Stored data entries
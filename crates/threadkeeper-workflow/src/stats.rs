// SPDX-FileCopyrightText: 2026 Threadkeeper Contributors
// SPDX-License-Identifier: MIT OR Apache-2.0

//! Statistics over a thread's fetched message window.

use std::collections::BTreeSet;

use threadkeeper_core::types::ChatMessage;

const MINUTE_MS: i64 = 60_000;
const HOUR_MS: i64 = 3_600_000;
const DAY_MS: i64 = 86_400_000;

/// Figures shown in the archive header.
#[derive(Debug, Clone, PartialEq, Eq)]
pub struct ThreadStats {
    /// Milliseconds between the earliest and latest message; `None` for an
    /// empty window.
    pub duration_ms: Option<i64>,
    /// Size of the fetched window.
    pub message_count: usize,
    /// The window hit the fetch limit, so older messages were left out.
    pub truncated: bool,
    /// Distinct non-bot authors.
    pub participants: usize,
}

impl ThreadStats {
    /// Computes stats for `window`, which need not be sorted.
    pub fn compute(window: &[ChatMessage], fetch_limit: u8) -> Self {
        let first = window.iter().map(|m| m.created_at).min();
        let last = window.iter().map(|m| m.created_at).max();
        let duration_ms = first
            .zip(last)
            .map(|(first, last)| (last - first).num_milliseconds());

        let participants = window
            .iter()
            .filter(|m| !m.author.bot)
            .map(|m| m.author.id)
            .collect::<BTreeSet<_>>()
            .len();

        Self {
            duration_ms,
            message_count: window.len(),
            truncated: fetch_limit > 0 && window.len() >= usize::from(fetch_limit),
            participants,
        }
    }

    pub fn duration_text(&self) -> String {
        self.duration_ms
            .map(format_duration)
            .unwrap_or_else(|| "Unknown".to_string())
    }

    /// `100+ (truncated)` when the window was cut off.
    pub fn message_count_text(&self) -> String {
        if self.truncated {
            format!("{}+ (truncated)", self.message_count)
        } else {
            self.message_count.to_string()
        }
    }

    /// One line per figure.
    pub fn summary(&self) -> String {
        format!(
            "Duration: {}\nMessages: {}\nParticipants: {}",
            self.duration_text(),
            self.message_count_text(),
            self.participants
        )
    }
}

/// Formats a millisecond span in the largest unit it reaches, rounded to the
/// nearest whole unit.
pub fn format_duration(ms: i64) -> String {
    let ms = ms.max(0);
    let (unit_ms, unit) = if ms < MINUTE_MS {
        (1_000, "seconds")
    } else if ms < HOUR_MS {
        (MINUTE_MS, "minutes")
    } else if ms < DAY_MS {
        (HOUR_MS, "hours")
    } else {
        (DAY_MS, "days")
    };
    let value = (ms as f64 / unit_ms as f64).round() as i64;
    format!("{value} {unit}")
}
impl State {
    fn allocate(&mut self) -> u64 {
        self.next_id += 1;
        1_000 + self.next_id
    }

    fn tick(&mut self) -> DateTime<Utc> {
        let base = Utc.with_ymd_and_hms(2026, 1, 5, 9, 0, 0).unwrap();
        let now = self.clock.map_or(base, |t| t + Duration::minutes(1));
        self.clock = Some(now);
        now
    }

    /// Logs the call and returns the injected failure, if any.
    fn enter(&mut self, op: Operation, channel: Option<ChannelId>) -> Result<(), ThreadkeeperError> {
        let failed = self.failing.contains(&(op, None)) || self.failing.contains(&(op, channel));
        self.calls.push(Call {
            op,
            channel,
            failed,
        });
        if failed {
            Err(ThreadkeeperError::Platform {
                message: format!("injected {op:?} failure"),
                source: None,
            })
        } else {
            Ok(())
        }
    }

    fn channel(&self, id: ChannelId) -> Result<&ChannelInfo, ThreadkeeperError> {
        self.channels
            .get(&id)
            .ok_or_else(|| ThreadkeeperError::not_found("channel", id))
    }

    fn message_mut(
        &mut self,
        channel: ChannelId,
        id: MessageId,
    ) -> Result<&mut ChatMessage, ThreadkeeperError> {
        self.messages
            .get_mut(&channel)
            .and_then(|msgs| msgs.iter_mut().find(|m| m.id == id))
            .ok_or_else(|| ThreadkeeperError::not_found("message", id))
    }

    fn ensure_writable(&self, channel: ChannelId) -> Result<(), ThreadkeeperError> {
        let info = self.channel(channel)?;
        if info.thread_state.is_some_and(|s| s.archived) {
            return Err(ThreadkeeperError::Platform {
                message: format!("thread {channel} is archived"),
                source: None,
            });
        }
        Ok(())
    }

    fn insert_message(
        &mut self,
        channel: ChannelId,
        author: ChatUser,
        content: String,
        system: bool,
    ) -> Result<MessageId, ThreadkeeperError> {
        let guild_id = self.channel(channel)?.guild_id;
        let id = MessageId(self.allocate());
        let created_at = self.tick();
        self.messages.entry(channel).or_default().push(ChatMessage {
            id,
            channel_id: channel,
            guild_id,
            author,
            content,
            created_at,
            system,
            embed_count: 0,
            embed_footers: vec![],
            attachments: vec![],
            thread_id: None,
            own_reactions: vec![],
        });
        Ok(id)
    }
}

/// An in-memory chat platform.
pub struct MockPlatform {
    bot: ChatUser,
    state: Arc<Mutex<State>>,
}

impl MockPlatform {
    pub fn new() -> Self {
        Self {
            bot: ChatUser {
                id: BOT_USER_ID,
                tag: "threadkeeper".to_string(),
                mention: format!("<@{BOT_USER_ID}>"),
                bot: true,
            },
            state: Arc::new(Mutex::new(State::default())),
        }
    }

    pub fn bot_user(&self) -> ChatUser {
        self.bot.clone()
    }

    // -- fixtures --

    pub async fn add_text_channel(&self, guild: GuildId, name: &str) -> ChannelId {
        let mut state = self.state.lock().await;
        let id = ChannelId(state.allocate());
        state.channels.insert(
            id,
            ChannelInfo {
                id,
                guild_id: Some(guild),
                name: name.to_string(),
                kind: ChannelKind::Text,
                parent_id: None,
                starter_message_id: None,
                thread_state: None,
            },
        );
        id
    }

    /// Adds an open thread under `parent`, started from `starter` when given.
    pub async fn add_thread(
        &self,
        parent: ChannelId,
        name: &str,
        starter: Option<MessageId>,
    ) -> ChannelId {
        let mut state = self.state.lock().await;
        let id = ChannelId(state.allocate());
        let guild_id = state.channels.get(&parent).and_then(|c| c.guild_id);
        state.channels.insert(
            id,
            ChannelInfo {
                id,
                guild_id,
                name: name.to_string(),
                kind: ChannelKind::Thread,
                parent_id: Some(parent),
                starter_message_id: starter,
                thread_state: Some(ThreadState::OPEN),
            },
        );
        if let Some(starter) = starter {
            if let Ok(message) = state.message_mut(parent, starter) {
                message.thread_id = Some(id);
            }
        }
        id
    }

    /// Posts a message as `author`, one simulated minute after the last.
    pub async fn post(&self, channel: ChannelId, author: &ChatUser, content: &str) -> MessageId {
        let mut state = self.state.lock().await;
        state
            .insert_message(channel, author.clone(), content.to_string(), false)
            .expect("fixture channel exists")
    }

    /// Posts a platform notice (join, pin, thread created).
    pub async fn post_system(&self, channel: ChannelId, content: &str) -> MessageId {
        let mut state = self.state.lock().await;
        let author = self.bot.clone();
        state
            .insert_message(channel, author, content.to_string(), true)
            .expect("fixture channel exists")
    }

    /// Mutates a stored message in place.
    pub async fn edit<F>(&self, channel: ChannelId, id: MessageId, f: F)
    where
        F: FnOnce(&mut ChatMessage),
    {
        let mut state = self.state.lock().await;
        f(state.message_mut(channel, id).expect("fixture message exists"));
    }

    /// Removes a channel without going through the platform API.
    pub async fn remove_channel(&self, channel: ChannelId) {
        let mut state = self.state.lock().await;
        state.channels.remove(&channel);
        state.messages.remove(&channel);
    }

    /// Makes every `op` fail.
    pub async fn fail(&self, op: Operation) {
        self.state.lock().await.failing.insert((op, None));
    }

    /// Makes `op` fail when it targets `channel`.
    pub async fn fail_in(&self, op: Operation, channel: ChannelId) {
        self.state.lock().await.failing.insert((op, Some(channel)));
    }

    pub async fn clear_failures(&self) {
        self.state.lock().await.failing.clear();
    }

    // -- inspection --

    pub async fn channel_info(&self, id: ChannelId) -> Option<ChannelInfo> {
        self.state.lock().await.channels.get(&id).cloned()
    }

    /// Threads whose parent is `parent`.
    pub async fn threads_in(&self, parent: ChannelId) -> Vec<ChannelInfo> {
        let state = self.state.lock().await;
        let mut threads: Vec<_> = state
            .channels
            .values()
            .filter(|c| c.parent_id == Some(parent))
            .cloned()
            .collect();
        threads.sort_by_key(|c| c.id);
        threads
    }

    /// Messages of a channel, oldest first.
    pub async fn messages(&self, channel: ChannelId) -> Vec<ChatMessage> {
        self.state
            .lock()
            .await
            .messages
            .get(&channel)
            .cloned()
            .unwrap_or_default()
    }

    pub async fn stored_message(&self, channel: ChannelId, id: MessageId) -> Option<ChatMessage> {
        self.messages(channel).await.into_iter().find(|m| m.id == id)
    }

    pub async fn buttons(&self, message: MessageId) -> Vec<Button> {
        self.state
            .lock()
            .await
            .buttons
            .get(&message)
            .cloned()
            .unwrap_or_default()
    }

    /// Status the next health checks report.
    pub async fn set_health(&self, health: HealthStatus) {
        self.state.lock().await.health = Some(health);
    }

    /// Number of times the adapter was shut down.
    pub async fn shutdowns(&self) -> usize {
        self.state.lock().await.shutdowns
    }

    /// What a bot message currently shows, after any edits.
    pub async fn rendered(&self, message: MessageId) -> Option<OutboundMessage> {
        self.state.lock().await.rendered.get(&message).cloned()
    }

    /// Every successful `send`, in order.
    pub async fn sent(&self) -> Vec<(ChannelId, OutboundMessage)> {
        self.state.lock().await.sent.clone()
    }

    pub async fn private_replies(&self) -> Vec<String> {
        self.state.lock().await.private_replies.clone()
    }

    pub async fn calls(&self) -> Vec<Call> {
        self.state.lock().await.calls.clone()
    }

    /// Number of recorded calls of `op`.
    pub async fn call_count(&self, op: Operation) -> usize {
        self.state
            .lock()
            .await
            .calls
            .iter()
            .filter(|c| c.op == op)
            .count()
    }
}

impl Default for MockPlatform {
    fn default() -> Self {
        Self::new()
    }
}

...

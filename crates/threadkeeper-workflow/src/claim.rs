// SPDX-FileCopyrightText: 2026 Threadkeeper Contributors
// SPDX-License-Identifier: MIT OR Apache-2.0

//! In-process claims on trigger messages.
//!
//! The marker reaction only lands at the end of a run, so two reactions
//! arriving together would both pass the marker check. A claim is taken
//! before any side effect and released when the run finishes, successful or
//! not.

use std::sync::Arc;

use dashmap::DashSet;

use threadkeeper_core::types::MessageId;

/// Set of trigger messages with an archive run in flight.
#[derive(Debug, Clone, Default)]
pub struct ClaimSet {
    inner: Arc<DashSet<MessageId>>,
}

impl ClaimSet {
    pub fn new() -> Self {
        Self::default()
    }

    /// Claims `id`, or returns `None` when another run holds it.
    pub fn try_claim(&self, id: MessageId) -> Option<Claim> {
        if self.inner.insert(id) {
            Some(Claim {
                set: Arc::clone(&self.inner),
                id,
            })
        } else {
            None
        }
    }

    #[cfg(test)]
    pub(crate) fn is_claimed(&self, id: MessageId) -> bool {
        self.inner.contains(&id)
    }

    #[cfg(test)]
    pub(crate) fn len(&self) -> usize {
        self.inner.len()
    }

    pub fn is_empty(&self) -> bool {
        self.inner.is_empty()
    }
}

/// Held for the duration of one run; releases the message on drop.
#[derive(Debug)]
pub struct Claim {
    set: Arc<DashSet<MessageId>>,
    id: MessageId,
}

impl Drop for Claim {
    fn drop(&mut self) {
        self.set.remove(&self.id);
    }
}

What you are asked to do:
For the data above, count every line in which the string "ChannelKind" appears, and answer with the count only.

Solution to this problem:
2